Like many, my experience is one of performing and accommodating every day, multiple times a day. Just being trans is a silent challenge to the status quo. The more visible my experience, the less comfortable others are. And it’s really hard to keep my transness invisible. I put significant energy into managing other people’s experiences.

Is it safer in this situation to be visibly trans or to try to pass? Will I stop passing if I open my mouth and say something? Will I lose credibility if I state my pronouns? Will I burn too much political capital if I call out that offensive comment? Am I being treated as a trans person, a woman, or an expert right now? Am I physically safe? How can I make this person feel OK about their microaggression so that we can all move on?

Add in the expectations of white professional culture, and I quickly lose my stamina. This is especially draining because professional standards hold those of us who are different to higher standards. I have to dress perfectly or be pitied. I have to completely suppress my anger or be dismissed as an Angry Trans Woman™. I can’t show any sadness or fear without being asked about my hormones. I must hide to be perceived as professional and therefore palatable.

The underlying biases (and therefore the severity of the response) are different for other marginalized groups, but the expectations remain.

The result? We either quit or keep quiet, depriving spaces of our expertise and voice. Or we speak up, are labeled as disruptive, and sidelined.

The alternative? The “whole self.”

My experience is not unique — compared to many it is mild. Imagine the cumulative wasted energy of so many trying to perform the norms of white, economically comfortable, cisgendered, able, straight people. Imagine the intellectual drain on our sector. Those of us with marginalized experiences haven’t been able to fully participate in change work. Instead, a substantial portion of our energy goes to keeping silent or performing. Eventually many of us just burn out.
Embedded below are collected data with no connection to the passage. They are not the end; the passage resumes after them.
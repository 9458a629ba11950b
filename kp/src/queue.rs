//! Async client for the persistent work queue
//!
//! Same ownership model as [`crate::store`]: one actor thread owns the
//! [`WorkQueue`] connection and answers commands over a channel.

use std::time::Duration;

use keystore::{Delivery, FailOutcome, QueueError, QueueItem, QueueResult, QueueStats, WorkQueue};
use tokio::sync::{mpsc, oneshot};
use tracing::debug;

#[derive(Debug)]
enum QueueCommand {
    Enqueue {
        work_key: String,
        delay: Duration,
        reply: oneshot::Sender<QueueResult<QueueItem>>,
    },
    Dequeue {
        visibility: Duration,
        reply: oneshot::Sender<QueueResult<Option<Delivery>>>,
    },
    Ack {
        delivery: Delivery,
        reply: oneshot::Sender<QueueResult<bool>>,
    },
    Fail {
        delivery: Delivery,
        error: String,
        reply: oneshot::Sender<QueueResult<FailOutcome>>,
    },
    Stats {
        reply: oneshot::Sender<QueueResult<QueueStats>>,
    },
    DeadLetters {
        limit: usize,
        reply: oneshot::Sender<QueueResult<Vec<QueueItem>>>,
    },
}

/// Cloneable handle to the queue actor
#[derive(Clone, Debug)]
pub struct QueueClient {
    tx: mpsc::Sender<QueueCommand>,
}

impl QueueClient {
    pub fn spawn(queue: WorkQueue) -> QueueResult<Self> {
        debug!(policy = ?queue.policy(), "QueueClient::spawn: called");
        let (tx, rx) = mpsc::channel(256);
        std::thread::Builder::new()
            .name("keypace-queue".to_string())
            .spawn(move || actor_loop(queue, rx))
            .map_err(|e| QueueError::Unavailable(format!("failed to spawn queue actor: {}", e)))?;
        Ok(Self { tx })
    }

    async fn request<T>(&self, build: impl FnOnce(oneshot::Sender<QueueResult<T>>) -> QueueCommand) -> QueueResult<T> {
        let (reply_tx, reply_rx) = oneshot::channel();
        self.tx
            .send(build(reply_tx))
            .await
            .map_err(|_| QueueError::Unavailable("queue actor stopped".to_string()))?;
        reply_rx
            .await
            .map_err(|_| QueueError::Unavailable("queue actor dropped the request".to_string()))?
    }

    pub async fn enqueue(&self, work_key: &str, delay: Duration) -> QueueResult<QueueItem> {
        debug!(%work_key, ?delay, "enqueue: called");
        self.request(|reply| QueueCommand::Enqueue {
            work_key: work_key.to_string(),
            delay,
            reply,
        })
        .await
    }

    pub async fn dequeue(&self, visibility: Duration) -> QueueResult<Option<Delivery>> {
        self.request(|reply| QueueCommand::Dequeue { visibility, reply }).await
    }

    /// `false` if the visibility deadline passed and the item was redelivered
    pub async fn ack(&self, delivery: &Delivery) -> QueueResult<bool> {
        debug!(id = %delivery.item.id, "ack: called");
        self.request(|reply| QueueCommand::Ack {
            delivery: delivery.clone(),
            reply,
        })
        .await
    }

    /// Hand a failed item back to the queue's redelivery policy
    pub async fn fail(&self, delivery: &Delivery, error: &str) -> QueueResult<FailOutcome> {
        debug!(id = %delivery.item.id, %error, "fail: called");
        self.request(|reply| QueueCommand::Fail {
            delivery: delivery.clone(),
            error: error.to_string(),
            reply,
        })
        .await
    }

    pub async fn stats(&self) -> QueueResult<QueueStats> {
        self.request(|reply| QueueCommand::Stats { reply }).await
    }

    pub async fn dead_letters(&self, limit: usize) -> QueueResult<Vec<QueueItem>> {
        self.request(|reply| QueueCommand::DeadLetters { limit, reply }).await
    }
}

fn actor_loop(mut queue: WorkQueue, mut rx: mpsc::Receiver<QueueCommand>) {
    debug!("Queue actor started");

    while let Some(cmd) = rx.blocking_recv() {
        match cmd {
            QueueCommand::Enqueue { work_key, delay, reply } => {
                let _ = reply.send(queue.enqueue(&work_key, delay));
            }
            QueueCommand::Dequeue { visibility, reply } => {
                let _ = reply.send(queue.dequeue(visibility));
            }
            QueueCommand::Ack { delivery, reply } => {
                let _ = reply.send(queue.ack(&delivery));
            }
            QueueCommand::Fail { delivery, error, reply } => {
                let _ = reply.send(queue.fail(&delivery, &error));
            }
            QueueCommand::Stats { reply } => {
                let _ = reply.send(queue.stats());
            }
            QueueCommand::DeadLetters { limit, reply } => {
                let _ = reply.send(queue.dead_letters(limit));
            }
        }
    }

    debug!("Queue actor stopped");
}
What’s the alternative? We’re doing some of it right now through sweatshirt-laden virtual meetings! Let people have emotions, personal lives, struggles with children and money. Make space for people to support each other. Stop enforcing inaccessible norms of dress and language.

These basic steps are required to create a safe place for anyone, including those with privilege. But it won’t be enough to support those with harsher realities. And it is those people with marginalized experiences that have the perspective necessary to build effective, equitable, and transformative approaches to nonprofit service delivery.

To make space for these folks, we’ll need to make our organizations places of healing. We’ll need to make space for clear and direct conversations about the experiences of people of color, queer folks, the differently abled, and anyone else who doesn’t fit into the mold. We’ll need to tolerate anger, fear, and being uncomfortable. In short: we’ll need to let people be their whole selves.

Success will be transformative. Organizations that can support staff with marginalized experience are also organizations equipped to understand and support their communities. As always, change begins within.

In the end, white professionalism and inclusivity are in opposition. Make the right choice for your staff and your communities; it’s time for change.